Although praised by serious writers like Jorge Luis Borges, few read Bloy’s books today. He is still widely quoted by an unlikely range of thinkers, including unbelievers. Pope Francis cited him in his first homily after the conclave, saying, “When one does not profess Jesus Christ — I recall the phrase of Léon Bloy — ‘Whoever does not pray to God, prays to the devil.’ ”
This ungrateful beggar, the irascible pilgrim of the absolute in a world of the relative, the scourge of all hypocrites, “the hurler of curses” as he entitled a chapter in the “Pilgrim of the Absolute,” and the enemy of complacency died a pious old man on the outskirts of Paris.
From the New York Times, a nice piece on the Dorothy Day ferry between Staten Island and Manhattan:
For more than a half-century, she had lived intermittently on Staten Island, where she found space to decompress from the demands of editing The Catholic Worker newspaper and living in the Catholic Worker community on the Lower East Side — there are many dozen communities around the world — where she helped to provide food, housing and other services.

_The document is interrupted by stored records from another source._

use super::gateway::{
    GatewayError, MarketData, MarketResolution, OrderFill, OrderRequest, OrderRouter, ProxyGateway,
};
use super::slippage::{allowed_slippage, check_drift, worst_price, SlippageError};

/// How the worker treats a failed execution.
#[derive(Debug, Clone, Copy, PartialEq, Eq, Serialize)]
#[serde(rename_all = "lowercase")]
pub enum ErrorClass {
    /// The intent can never succeed as written. Marked FAILED, not retried.
    Policy,
    /// Transient. Retried with backoff until attempts run out.
    Operational,
    /// Assets may be stranded between bot and proxy. Dead-lettered at once for an operator.
    Fatal,
}

#[derive(Debug, Clone, Error)]
pub enum ExecutionError {
    #[error("target not allowed by proxy: {0}")]
    TargetNotAllowed(Address),

    #[error("proxy execution paused")]
    ProxyPaused,

    #[error("insufficient proxy balance: {available} < {required}")]
    InsufficientProxyBalance { available: Decimal, required: Decimal },

    #[error("insufficient liquidity: {0}")]
    InsufficientLiquidity(String),

    #[error("slippage exceeded: {0}")]
    SlippageExceeded(String),

    #[error("token push to proxy failed: {0}")]
    TokenPushFailed(String),

    #[error("order rejected: {0}")]
    OrderRejected(String),

    #[error("timed out waiting for {0}")]
    Timeout(&'static str),

    #[error(transparent)]
    Gateway(#[from] GatewayError),

    #[error("invalid intent: {0}")]
    InvalidIntent(String),

    #[error("tokens delivered but USDC reimbursement failed: {0}")]
    ReimbursementFailed(String),

    #[error("could not return assets to proxy: {0}")]
    ReturnFailed(String),

    #[error("resolved market needs a confirmed settlement event, got {0} signal")]
    UnconfirmedSettlement(SignalSource),
}

impl ExecutionError {
    pub fn class(&self) -> ErrorClass {
        match self {
            ExecutionError::TargetNotAllowed(_)
            | ExecutionError::ProxyPaused
            | ExecutionError::InvalidIntent(_)
            | ExecutionError::UnconfirmedSettlement(_) => ErrorClass::Policy,
            ExecutionError::InsufficientProxyBalance { .. }
            | ExecutionError::InsufficientLiquidity(_)
            | ExecutionError::SlippageExceeded(_)
            | ExecutionError::TokenPushFailed(_)
            | ExecutionError::OrderRejected(_)
            | ExecutionError::Timeout(_)
            | ExecutionError::Gateway(_) => ErrorClass::Operational,
            ExecutionError::ReimbursementFailed(_) | ExecutionError::ReturnFailed(_) => ErrorClass::Fatal,
        }
    }

    /// Short label used as the metrics tag.
    pub fn kind(&self) -> &'static str {
        match self {
            ExecutionError::TargetNotAllowed(_) => "target_not_allowed",
            ExecutionError::ProxyPaused => "proxy_paused",
            ExecutionError::InsufficientProxyBalance { .. } => "insufficient_proxy_balance",
            ExecutionError::InsufficientLiquidity(_) => "insufficient_liquidity",
            ExecutionError::SlippageExceeded(_) => "slippage_exceeded",
            ExecutionError::TokenPushFailed(_) => "token_push_failed",
            ExecutionError::OrderRejected(_) => "order_rejected",
            ExecutionError::Timeout(_) => "timeout",
            ExecutionError::Gateway(_) => "gateway",
            ExecutionError::InvalidIntent(_) => "invalid_intent",
            ExecutionError::ReimbursementFailed(_) => "reimbursement_failed",
            ExecutionError::ReturnFailed(_) => "return_failed",
            ExecutionError::UnconfirmedSettlement(_) => "unconfirmed_settlement",
        }
    }
}

impl From<ProxyError> for ExecutionError {
    fn from(err: ProxyError) -> Self {
        match err {
            ProxyError::Paused => ExecutionError::ProxyPaused,
            ProxyError::TargetNotAllowed(target) => ExecutionError::TargetNotAllowed(target),
            ProxyError::InsufficientBalance { available, required } => {
                ExecutionError::InsufficientProxyBalance { available, required }
            }
            ProxyError::WithdrawExceedsBalance { requested, balance } => ExecutionError::InsufficientProxyBalance {
                available: balance,
                required: requested,
            },
        }
    }
}

impl From<SlippageError> for ExecutionError {
    fn from(err: SlippageError) -> Self {
        match err {
            SlippageError::InsufficientDepth { .. } | SlippageError::NoReference => {
                ExecutionError::InsufficientLiquidity(err.to_string())
            }
            SlippageError::ImpactAboveCeiling { .. } | SlippageError::Drift { .. } => {
                ExecutionError::SlippageExceeded(err.to_string())
            }
        }
    }
}

#[derive(Debug, Clone, Copy, PartialEq, Eq, Serialize)]
#[serde(rename_all = "lowercase")]
pub enum ExecutionPath {
    /// Bot trades with its own float, pushes tokens, then is reimbursed by the proxy.
    Optimized,
    /// Assets are pulled from the proxy, traded, and the proceeds returned.
    Direct,
    /// Resolved market: the proxy redeems its position.
    Settlement,
}

impl ExecutionPath {
    pub fn as_str(&self) -> &'static str {
        match self {
            ExecutionPath::Optimized => "optimized",
            ExecutionPath::Direct => "direct",
            ExecutionPath::Settlement => "settlement",
        }
    }
}

#[derive(Debug, Clone)]
pub struct ExecutionOutcome {
    pub success: bool,
    pub tx_hash: Option<B256>,
    pub order_id: Option<String>,
    pub fill_price: Option<Decimal>,
    pub filled_shares: Option<Decimal>,
    pub path: Option<ExecutionPath>,
    pub error: Option<ExecutionError>,
    /// Change the bot could not hand back to the proxy after a filled direct buy.
    pub unreturned_usdc: Option<Decimal>,
}

impl ExecutionOutcome {
    fn filled(path: ExecutionPath, fill: &OrderFill, tx_hash: Option<B256>) -> Self {
        Self {
            success: true,
            tx_hash,
            order_id: Some(fill.order_id.clone()),
            fill_price: Some(fill.avg_price),
            filled_shares: Some(fill.filled_shares),
            path: Some(path),
            error: None,
            unreturned_usdc: None,
        }
    }

    fn failed(error: ExecutionError) -> Self {
        Self {
            success: false,
            tx_hash: None,
            order_id: None,
            fill_price: None,
            filled_shares: None,
            path: None,
            error: Some(error),
            unreturned_usdc: None,
        }
    }

    pub fn error_class(&self) -> Option<ErrorClass> {
        self.error.as_ref().map(ExecutionError::class)
    }
}

// ---------------------------------------------------------------------------
// Serialization
// ---------------------------------------------------------------------------

/// One async mutex per key.
pub struct KeyedLocks<K> {
    inner: Mutex<HashMap<K, Arc<tokio::sync::Mutex<()>>>>,
}

/// Holding the guard means no other order for that proxy is in flight.
pub type ProxyLocks = KeyedLocks<Address>;

/// Keyed by token id. Held while the bot wallet carries that token for an intent, so a
/// concurrent intent for another proxy cannot mistake it for leftover inventory.
pub type InventoryLocks = KeyedLocks<String>;

impl<K> Default for KeyedLocks<K> {
    fn default() -> Self {
        Self {
            inner: Mutex::new(HashMap::new()),
        }
    }
}

impl<K: Eq + Hash> KeyedLocks<K> {
    pub fn new() -> Self {
        Self::default()
    }

    pub async fn acquire(&self, key: K) -> OwnedMutexGuard<()> {
        let lock = {
            let mut map = self.inner.lock().unwrap_or_else(|poisoned| poisoned.into_inner());
            map.entry(key).or_default().clone()
        };
        lock.lock_owned().await
    }

    pub fn len(&self) -> usize {
        self.inner.lock().map(|m| m.len()).unwrap_or(0)
    }

    pub fn is_empty(&self) -> bool {
        self.len() == 0
    }
}

// ---------------------------------------------------------------------------
// Service
// ---------------------------------------------------------------------------

#[derive(Debug, Clone)]
pub struct ExecutionSettings {
    /// Applied to every outbound call separately.
    pub call_timeout: Duration,
    /// Gas hint multiplier in percent (115 = ×1.15).
    pub gas_boost_percent: u64,
    /// Price and plan the trade, log it, move nothing.
    pub dry_run: bool,
}

impl Default for ExecutionSettings {
    fn default() -> Self {
        Self {
            call_timeout: Duration::from_secs(30),
            gas_boost_percent: 115,
            dry_run: false,
        }
    }
}

/// Priced order for one intent, before any asset moves.
struct Plan {
    side: Side,
    best: Decimal,
    worst: Decimal,
    shares: Decimal,
    slippage: Decimal,
}

pub struct ExecutionService {
    market: Arc<dyn MarketData>,
    router: Arc<dyn OrderRouter>,
    proxy: Arc<dyn ProxyGateway>,
    locks: ProxyLocks,
    inventory: InventoryLocks,
    settings: ExecutionSettings,
}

In the winter of 1927, for example, Day boarded the ferry to Staten Island and, as Paul Elie recounted in his book “The Life You Save May Be Your Own: An American Pilgrimage,” sat on the deck and wrote in her journal. The waters were restless, the air foggy, her mind troubled.
“A most consuming restlessness was upon me so that I walked around and around the deck of the ferry, almost groaning in anguish of spirit,” she later wrote. “Perhaps the devil was on the boat.”
Two days later, Day went to a Catholic church in Staten Island’s Tottenville section and was baptized.
As Elie wrote, the ferry ride for Day could be “at once a retreat and a pilgrimage.” She breathed in the salt-scented air, imagined the far-off destinations of passing ships, felt the anxieties of urban life wash away. The ferry induced meditation.
On another ferry ride, in 1950, Day jotted down her thoughts: “The trip is so beautiful. The sky and water is so lovely in all its moods that I often find myself just thinking, and thinking ‘to the point’ on what has been going on down below the surface of my mind.”
Now, on this ferry gliding across New York’s Upper Bay, you could almost see Dorothy Day by the window, apart from and a part of the waterborne crowd, taking in the awesome ordinary.
That harried man hurriedly eating a sloppy sandwich. Those sea gulls dodging and darting in the ferry’s wake. That mother chasing after her toddling toddler. Those two boys speaking in Spanish about their video game. The hum of the engines felt in the feet. The dance of the churning-white waters.
Unreal Manhattan became real as the Dorothy Day eased into its berth at Whitehall Terminal. Bells sounded, gates lowered and we made our way to solid ground, saints and sinners all.

Wicked last line. Tip o’ the chapeau to you.